In 2000, Tumukunde was appointed as the director general of the Internal Security Organisation, Uganda's domestic intelligence agency. During his time at ISO, Tumukunde set up structures that returned the agency to being the country's foremost intelligence gathering body, just as he had done with CMI. The Internal Security Organisation became renowned for its efficient and effective approach towards intelligence and counter-terrorism.

==The fallout ==
Tumukunde's rise to the upper echelons due to his dedication to Uganda brought him into the sights of the very institutions he helped to consolidate.

At a political retreat in 2003, Tumukunde, in the presence of the President and his cabinet, argued against the impending removal of term limits that would give President Museveni the right to stand for re-election on an infinite basis. Tumukunde stated that this would be in direct contravention of the rights that they had fought to establish and that he was not willing to take part in what he considered to be grossly unconstitutional behaviour. Predictably, this put him at loggerheads with the establishment and more so the president.

==Arrests and detentions==
Tumukunde was charged with the offences of ‘abuse of office’ and ‘spreading harmful propaganda’. The abuse of office charges were eventually dropped in a manner suggesting that they had been politically motivated in the first instance. What followed was, however, a surprise to many.

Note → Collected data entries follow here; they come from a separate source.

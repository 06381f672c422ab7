use crate::object::*;
use crate::content::*;
use crate::error::Result;

#[derive(Default)]
pub struct PageBuilder {
    content: Option<Content>,
    media_box: Option<Rect>,
    crop_box: Option<Rect>,
    trim_box: Option<Rect>,
    resources: Option<Resources>,
}
impl PageBuilder {
    pub fn from_content(content: Content) -> PageBuilder {
        PageBuilder {
            content: Some(content),
            .. PageBuilder::default()
        }
    }
    pub fn size(&mut self, width: f32, height: f32) {
        self.media_box = Some(Rect {
            top: 0.,
            left: 0.,
            bottom: height,
            right: width,
        });
    }
}

pub struct CatalogBuilder {
    pages: Vec<PageBuilder>
}
impl CatalogBuilder {
    pub fn from_pages(pages: Vec<PageBuilder>) -> CatalogBuilder {
        CatalogBuilder {
            pages
        }
    }
    pub fn build(self, update: &mut impl Updater) -> Result<Catalog> {
        let kids_promise: Vec<_> = self.pages.iter().map(|page| update.promise::<Page>()).collect();
        let kids: Vec<_> = kids_promise.iter().map(|p| p.get_ref().upcast()).collect();

        let tree = update.create(PageTree {
            parent: None,
            count: kids.len() as _,
            kids,
            resources: None,
            media_box: None,
            crop_box: None
        })?;

        for (page, promise) in self.pages.into_iter().zip(kids_promise) {
            let page = Page {
                parent: tree.clone(),
                contents: page.content,
                media_box: page.media_box,
                crop_box: page.crop_box,
                trim_box: page.trim_box,
                resources: None,
            };
            update.fulfill(promise, page)?;
        }

        Ok(Catalog {
            pages: tree.into(),
            names: None,
            dests: None,
            metadata: None,
            outlines: None,
            struct_tree_root: None
        })
    }
}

Tumukunde was on 28 May 2005 forced to resign from Parliament and subsequently arrested on the orders of the president.

His home was surrounded by at least 50 soldiers commanded by generals Kale Kayihura and Joshua Masaba who arrested him. Tumukunde was taken to an officers' mess turned detention center, where he was incarcerated for nearly two years, during which time he had limited and tightly controlled contact with the outside world. His extrajudicial detention coupled with a series of controversial and uncertain court martial hearings seemed to backfire leading to pressure culminating in his release in 2007. His arrest followed his opposing views to the proposed "kisanja" project that suggested a revision to the Constitution of Uganda enabling one to serve an unlimited number of terms as president, removing the two-term maximum limit.

On 18 April 2013, the UPDF General Court Martial sat to bring an end to the process that had lasted eight years and summed up its deliberations. The charge of spreading harmful propaganda was dropped while the joint charge of military misconduct was upheld and Tumukunde was subsequently sentenced to a severe reprimand.

=== Post-presidential bid declaration arrest ===
On 12 March 2020, less than two weeks after announcing his presidential bid, General Tumukunde was arrested at his office in Kampala on allegations of treason.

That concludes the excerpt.